Your assignment
Quote the records below word for word, please, from the very first line through the one that contains "fn add(shell: &mut", and nothing beyond it.

--- The records Enclosed Below ---

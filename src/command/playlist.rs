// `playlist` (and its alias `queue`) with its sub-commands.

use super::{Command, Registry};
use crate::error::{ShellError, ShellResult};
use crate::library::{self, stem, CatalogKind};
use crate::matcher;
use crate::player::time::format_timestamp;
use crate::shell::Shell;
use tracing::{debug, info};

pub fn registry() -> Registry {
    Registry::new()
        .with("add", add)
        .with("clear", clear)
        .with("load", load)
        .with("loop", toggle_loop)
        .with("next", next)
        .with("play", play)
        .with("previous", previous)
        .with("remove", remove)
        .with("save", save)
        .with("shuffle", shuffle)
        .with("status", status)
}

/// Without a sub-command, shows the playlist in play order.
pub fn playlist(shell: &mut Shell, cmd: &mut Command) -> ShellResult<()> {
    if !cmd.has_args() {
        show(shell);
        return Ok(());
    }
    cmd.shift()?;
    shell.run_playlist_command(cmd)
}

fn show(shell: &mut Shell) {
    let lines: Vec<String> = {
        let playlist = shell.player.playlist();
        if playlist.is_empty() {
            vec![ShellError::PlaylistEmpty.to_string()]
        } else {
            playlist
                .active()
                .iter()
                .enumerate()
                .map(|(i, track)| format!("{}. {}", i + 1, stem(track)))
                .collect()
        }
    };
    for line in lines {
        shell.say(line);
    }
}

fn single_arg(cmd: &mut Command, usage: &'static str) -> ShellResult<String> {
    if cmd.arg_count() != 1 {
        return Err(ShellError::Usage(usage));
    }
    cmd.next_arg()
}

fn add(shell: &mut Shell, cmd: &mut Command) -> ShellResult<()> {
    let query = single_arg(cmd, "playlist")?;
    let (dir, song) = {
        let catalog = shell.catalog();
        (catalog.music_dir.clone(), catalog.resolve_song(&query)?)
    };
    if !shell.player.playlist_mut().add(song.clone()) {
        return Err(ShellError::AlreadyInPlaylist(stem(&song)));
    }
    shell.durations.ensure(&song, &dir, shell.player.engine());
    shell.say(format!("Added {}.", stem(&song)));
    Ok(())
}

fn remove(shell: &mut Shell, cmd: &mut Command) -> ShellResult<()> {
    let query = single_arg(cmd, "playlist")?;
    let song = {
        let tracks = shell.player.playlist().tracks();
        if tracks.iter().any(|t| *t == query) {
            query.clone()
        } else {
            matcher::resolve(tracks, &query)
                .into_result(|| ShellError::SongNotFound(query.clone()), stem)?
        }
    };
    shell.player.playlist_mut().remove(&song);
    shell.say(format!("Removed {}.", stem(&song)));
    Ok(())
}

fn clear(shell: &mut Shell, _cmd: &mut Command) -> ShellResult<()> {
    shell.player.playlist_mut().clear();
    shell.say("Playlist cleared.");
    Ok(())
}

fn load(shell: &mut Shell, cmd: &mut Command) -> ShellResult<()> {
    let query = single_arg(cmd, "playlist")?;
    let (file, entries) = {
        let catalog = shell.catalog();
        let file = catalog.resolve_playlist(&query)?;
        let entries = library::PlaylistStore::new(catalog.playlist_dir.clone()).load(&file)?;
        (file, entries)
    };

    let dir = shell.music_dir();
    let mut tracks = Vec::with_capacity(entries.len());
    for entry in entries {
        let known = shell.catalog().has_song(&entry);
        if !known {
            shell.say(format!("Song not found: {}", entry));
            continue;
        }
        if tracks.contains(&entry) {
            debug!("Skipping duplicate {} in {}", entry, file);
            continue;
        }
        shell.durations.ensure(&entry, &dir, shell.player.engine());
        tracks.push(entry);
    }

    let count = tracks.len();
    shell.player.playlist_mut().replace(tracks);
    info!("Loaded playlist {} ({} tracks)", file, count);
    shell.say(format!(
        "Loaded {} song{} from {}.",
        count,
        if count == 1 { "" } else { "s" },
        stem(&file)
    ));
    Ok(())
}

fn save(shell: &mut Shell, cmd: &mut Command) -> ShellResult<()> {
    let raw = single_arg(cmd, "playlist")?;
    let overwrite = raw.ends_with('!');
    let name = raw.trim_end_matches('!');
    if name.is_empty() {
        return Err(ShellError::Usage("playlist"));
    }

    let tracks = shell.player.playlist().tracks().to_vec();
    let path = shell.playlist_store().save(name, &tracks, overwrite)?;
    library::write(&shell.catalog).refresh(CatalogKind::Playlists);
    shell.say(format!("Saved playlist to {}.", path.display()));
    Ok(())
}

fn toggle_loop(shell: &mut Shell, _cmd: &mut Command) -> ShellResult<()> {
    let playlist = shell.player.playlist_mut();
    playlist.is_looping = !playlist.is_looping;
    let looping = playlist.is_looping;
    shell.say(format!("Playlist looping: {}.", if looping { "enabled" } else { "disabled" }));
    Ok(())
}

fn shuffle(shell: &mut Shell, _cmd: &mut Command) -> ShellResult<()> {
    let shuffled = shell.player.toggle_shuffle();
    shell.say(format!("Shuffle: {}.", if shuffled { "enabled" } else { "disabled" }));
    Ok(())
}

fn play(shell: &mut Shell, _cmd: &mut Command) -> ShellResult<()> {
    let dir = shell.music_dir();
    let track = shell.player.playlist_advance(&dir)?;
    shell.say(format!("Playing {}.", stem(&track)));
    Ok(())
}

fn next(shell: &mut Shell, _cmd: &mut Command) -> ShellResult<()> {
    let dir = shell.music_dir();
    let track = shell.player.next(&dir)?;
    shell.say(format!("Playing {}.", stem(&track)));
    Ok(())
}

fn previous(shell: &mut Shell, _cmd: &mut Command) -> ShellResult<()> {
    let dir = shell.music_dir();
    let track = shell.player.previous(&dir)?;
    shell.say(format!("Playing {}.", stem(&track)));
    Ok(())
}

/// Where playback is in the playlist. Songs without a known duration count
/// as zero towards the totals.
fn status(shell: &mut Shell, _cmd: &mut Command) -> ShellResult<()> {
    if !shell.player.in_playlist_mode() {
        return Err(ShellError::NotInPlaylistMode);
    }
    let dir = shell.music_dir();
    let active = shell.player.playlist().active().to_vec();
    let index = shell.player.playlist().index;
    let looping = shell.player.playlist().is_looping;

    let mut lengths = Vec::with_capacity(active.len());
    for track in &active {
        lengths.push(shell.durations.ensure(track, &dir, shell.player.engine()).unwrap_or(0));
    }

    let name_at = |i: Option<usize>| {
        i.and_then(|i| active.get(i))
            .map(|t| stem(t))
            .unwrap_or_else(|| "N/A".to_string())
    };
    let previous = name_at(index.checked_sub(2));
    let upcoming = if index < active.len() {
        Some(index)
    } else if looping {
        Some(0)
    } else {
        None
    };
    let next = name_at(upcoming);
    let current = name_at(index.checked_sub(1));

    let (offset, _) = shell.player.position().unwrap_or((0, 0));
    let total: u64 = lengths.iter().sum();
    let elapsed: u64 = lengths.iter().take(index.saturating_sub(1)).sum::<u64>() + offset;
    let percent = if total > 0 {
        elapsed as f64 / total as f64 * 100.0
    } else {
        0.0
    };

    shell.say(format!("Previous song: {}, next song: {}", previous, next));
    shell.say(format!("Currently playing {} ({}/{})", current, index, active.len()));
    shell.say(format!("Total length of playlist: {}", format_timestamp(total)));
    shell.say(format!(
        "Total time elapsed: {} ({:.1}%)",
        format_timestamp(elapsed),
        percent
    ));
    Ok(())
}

--- End of Enclosed The records ---

Solved problem
filename src/command/playlist.rs
// `playlist` (and its alias `queue`) with its sub-commands.

use super::{Command, Registry};
use crate::error::{ShellError, ShellResult};
use crate::library::{self, stem, CatalogKind};
use crate::matcher;
use crate::player::time::format_timestamp;
use crate::shell::Shell;
use tracing::{debug, info};

pub fn registry() -> Registry {
    Registry::new()
        .with("add", add)
        .with("clear", clear)
        .with("load", load)
        .with("loop", toggle_loop)
        .with("next", next)
        .with("play", play)
        .with("previous", previous)
        .with("remove", remove)
        .with("save", save)
        .with("shuffle", shuffle)
        .with("status", status)
}

/// Without a sub-command, shows the playlist in play order.
pub fn playlist(shell: &mut Shell, cmd: &mut Command) -> ShellResult<()> {
    if !cmd.has_args() {
        show(shell);
        return Ok(());
    }
    cmd.shift()?;
    shell.run_playlist_command(cmd)
}

fn show(shell: &mut Shell) {
    let lines: Vec<String> = {
        let playlist = shell.player.playlist();
        if playlist.is_empty() {
            vec![ShellError::PlaylistEmpty.to_string()]
        } else {
            playlist
                .active()
                .iter()
                .enumerate()
                .map(|(i, track)| format!("{}. {}", i + 1, stem(track)))
                .collect()
        }
    };
    for line in lines {
        shell.say(line);
    }
}

fn single_arg(cmd: &mut Command, usage: &'static str) -> ShellResult<String> {
    if cmd.arg_count() != 1 {
        return Err(ShellError::Usage(usage));
    }
    cmd.next_arg()
}

fn add(shell: &mut Shell, cmd: &mut Command) -> ShellResult<()> {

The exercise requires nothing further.